Client I worked with then asks to see all the images and wants to have them/buy them.  I send a price list that says something like $150 per photo, $200 for 2 images, and $250 for 3 images – those numbers are made up for this post.  But if they want the entire session, it’ll be $600 – which is discounted from the $800 my sessions typically are.  I’ve had a client before snub at the thought of paying $150 for a single image, in which case I thought how strange, because no one can get a decent portrait session for $150.  Charge $50, $100, whatever just so you can at least have a nice date night.

Just because I got paid once doesn’t mean I should give the image for free to every one else who asks later.

So the client/publication says no and won’t pay.  OK, so they don’t get your image, it wouldn’t have made a difference anyway, you still wouldn’t have had dollars in your hand.

Example #2 – Your image will help sell the product

A very big online retailer wanted the images I took of models in a product they were going to sell on their online site. I took these images for free, it was a concept shoot.  I also know that on their website, they reshoot every product with a model, therefore they must pay for a model and photographer anyway.

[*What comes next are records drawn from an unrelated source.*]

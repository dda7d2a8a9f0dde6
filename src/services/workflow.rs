use serde::{Deserialize, Serialize};
use serde_json::Value;
use std::path::{Path, PathBuf};
use std::time::Duration;

use super::analyzer::{build_http_client, extension_for, AnalysisError, AnalysisRequest, ImageAnalyzer};
use super::scratch::ScratchFile;
use crate::models::AnalysisText;

#[derive(Debug, Serialize)]
struct StartUploadRequest<'a> {
    file: StartUploadFile<'a>,
}

#[derive(Debug, Serialize)]
struct StartUploadFile<'a> {
    display_name: &'a str,
}

#[derive(Debug, Deserialize)]
struct UploadResponse {
    file: UploadedFile,
}

/// File stored by the Files API.
#[derive(Debug, Clone, Deserialize)]
#[serde(rename_all = "camelCase")]
pub struct UploadedFile {
    #[serde(default)]
    pub name: String,
    #[serde(default)]
    pub display_name: Option<String>,
    pub uri: String,
}

#[derive(Debug, Serialize)]
struct WorkflowRunRequest<'a> {
    input_value: &'a str,
    output_type: &'a str,
    input_type: &'a str,
    tweaks: serde_json::Map<String, Value>,
}

/// Uploads the photo to the Gemini Files API, then runs a workflow engine
/// whose file slot receives the uploaded URI.
pub struct WorkflowAnalyzer {
    api_key: String,
    api_base: String,
    workflow_url: String,
    file_slot: String,
    scratch_dir: PathBuf,
    client: reqwest::Client,
}

impl WorkflowAnalyzer {
    pub fn new(
        api_key: String,
        api_base: String,
        workflow_url: String,
        file_slot: String,
        scratch_dir: PathBuf,
        timeout: Duration,
    ) -> Result<Self, reqwest::Error> {
        Ok(Self {
            api_key,
            api_base,
            workflow_url,
            file_slot,
            scratch_dir,
            client: build_http_client(timeout)?,
        })
    }

    /// Resumable upload: a `start` call hands out an upload URL, a second
    /// call sends the bytes and finalizes.
    async fn upload_file(
        &self,
        path: &Path,
        mime_type: &str,
        display_name: &str,
    ) -> Result<UploadedFile, AnalysisError> {
        let bytes = tokio::fs::read(path).await?;

        let start = self
            .client
            .post(format!("{}/upload/v1beta/files", self.api_base))
            .header("x-goog-api-key", &self.api_key)
            .header("X-Goog-Upload-Protocol", "resumable")
            .header("X-Goog-Upload-Command", "start")
            .header("X-Goog-Upload-Header-Content-Length", bytes.len().to_string())
            .header("X-Goog-Upload-Header-Content-Type", mime_type)
            .json(&StartUploadRequest {
                file: StartUploadFile { display_name },
            })
            .send()
            .await?;

        if !start.status().is_success() {
            let status = start.status();
            let error_text = start.text().await.unwrap_or_default();
            log::error!("❌ File upload start failed ({}): {}", status, error_text);
            return Err(AnalysisError::Upstream {
                status: status.as_u16(),
                body: error_text,
            });
        }

        let upload_url = start
            .headers()
            .get("x-goog-upload-url")
            .and_then(|v| v.to_str().ok())
            .map(str::to_string)
            .ok_or_else(|| AnalysisError::InvalidResponse("missing x-goog-upload-url header".to_string()))?;

        log::debug!("📤 Uploading {} bytes to upload session", bytes.len());

        let response = self
            .client
            .post(&upload_url)
            .header("X-Goog-Upload-Offset", "0")
            .header("X-Goog-Upload-Command", "upload, finalize")
            .body(bytes)
            .send()
            .await?;

        if !response.status().is_success() {
            let status = response.status();
            let error_text = response.text().await.unwrap_or_default();
            log::error!("❌ File upload failed ({}): {}", status, error_text);
            return Err(AnalysisError::Upstream {
                status: status.as_u16(),
                body: error_text,
            });
        }

        let uploaded: UploadResponse = response
            .json()
            .await
            .map_err(|e| AnalysisError::InvalidResponse(format!("file upload response: {}", e)))?;

        Ok(uploaded.file)
    }

    fn build_run_request<'a>(&self, prompt: &'a str, file_uri: &str) -> WorkflowRunRequest<'a> {
        let mut tweaks = serde_json::Map::new();
        tweaks.insert(
            self.file_slot.clone(),
            serde_json::json!({ "input_value": file_uri }),
        );

        WorkflowRunRequest {
            input_value: prompt,
            output_type: "chat",
            input_type: "chat",
            tweaks,
        }
    }

    async fn run_workflow(&self, prompt: &str, file_uri: &str) -> Result<AnalysisText, AnalysisError> {
        let body = self.build_run_request(prompt, file_uri);

        log::info!("🔁 Invoking workflow at {}", self.workflow_url);

        let response = self
            .client
            .post(&self.workflow_url)
            .json(&body)
            .send()
            .await?;

        if !response.status().is_success() {
            let status = response.status();
            let error_text = response.text().await.unwrap_or_default();
            log::error!("❌ Workflow request failed with status {}: {}", status, error_text);
            return Err(AnalysisError::Upstream {
                status: status.as_u16(),
                body: error_text,
            });
        }

        let envelope: Value = response
            .json()
            .await
            .map_err(|e| AnalysisError::InvalidResponse(format!("workflow response: {}", e)))?;

        let text = extract_message_text(&envelope).ok_or_else(|| {
            AnalysisError::InvalidResponse("workflow response has no message text".to_string())
        })?;

        log::info!("💬 Response from workflow: {}", text);
        Ok(AnalysisText(text))
    }
}

/// Pull the chat message out of a workflow run envelope.
fn extract_message_text(envelope: &Value) -> Option<String> {
    let message = envelope
        .pointer("/outputs/0/outputs/0/results/message")?;

    message
        .pointer("/data/text")
        .or_else(|| message.get("text"))
        .and_then(Value::as_str)
        .map(str::to_string)
}

#[async_trait::async_trait]
impl ImageAnalyzer for WorkflowAnalyzer {
    async fn analyze_image(&self, image: &[u8], mime_type: &str) -> Result<AnalysisText, AnalysisError> {
        let request = AnalysisRequest::new(image, mime_type);
        let millis = chrono::Utc::now().timestamp_millis();

        let scratch = ScratchFile::write(
            &self.scratch_dir,
            &format!("image-{}.{}", millis, extension_for(request.mime_type)),
            request.image,
        )
        .await?;

        let uploaded = self
            .upload_file(scratch.path(), request.mime_type, &format!("food-image-{}", millis))
            .await;

        // The local copy is only needed for the upload.
        scratch.cleanup().await;
        let uploaded = uploaded?;

        log::info!(
            "Uploaded file {} as: {}",
            uploaded.display_name.as_deref().unwrap_or(&uploaded.name),
            uploaded.uri
        );

        self.run_workflow(request.prompt, &uploaded.uri).await
    }

    fn backend(&self) -> &'static str {
        "workflow"
    }
}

I threw out a cost per image.  They said their budget was $X per image. I accepted.  It wasn’t what I wanted, but I still got something when they had originally assumed they would get them for free.

Stock photography also costs people money, and it’s not exclusive!  It also comes with a circulation limitation, online media, print, billboards, you name it, so stock photography isn’t cheap, so neither should you.

Example #3 – Providing an image with limited usage rights

If I have a magazine assignment at a resort, chances are the resort may want to use it for their marketing material.  There is probably a model in it.

You need to contact the agency the model is represented by and ask for their rate.  You must know the usage the resort wants – say online media only and for 1 year of usage.  Then you also need to determine your cost.  You may be out of budget, but what you can do, is offer 1, 3, 5 images or change usage time so you can still get what you are asking for – this way you are not losing money, instead you are providing more value.

Final tip

Don’t ever give copyrights of unlimited usage, otherwise known a a buy out UNLESS you are getting enough where you can happily walk away and feel like you won the lottery, as if this moment wouldn’t come again.

Whether you are a high end photographer, newbie, the fact remains if someone wants to use your image, your image is good enough.

It means it’s valuable to them, which also means, you should and can charge, it is your photo after all.

Diana Elizabeth has learned that credit lines while are appreciated and almost mandatory anyhow are nice, they do not pay for things and rarely elevate a business.  If you are going to shoot for free to expand your portfolio, that is fine.  However keep in mind there comes a point when you realize money is more valuable.

Trying to decide what to write to make myself sound interesting.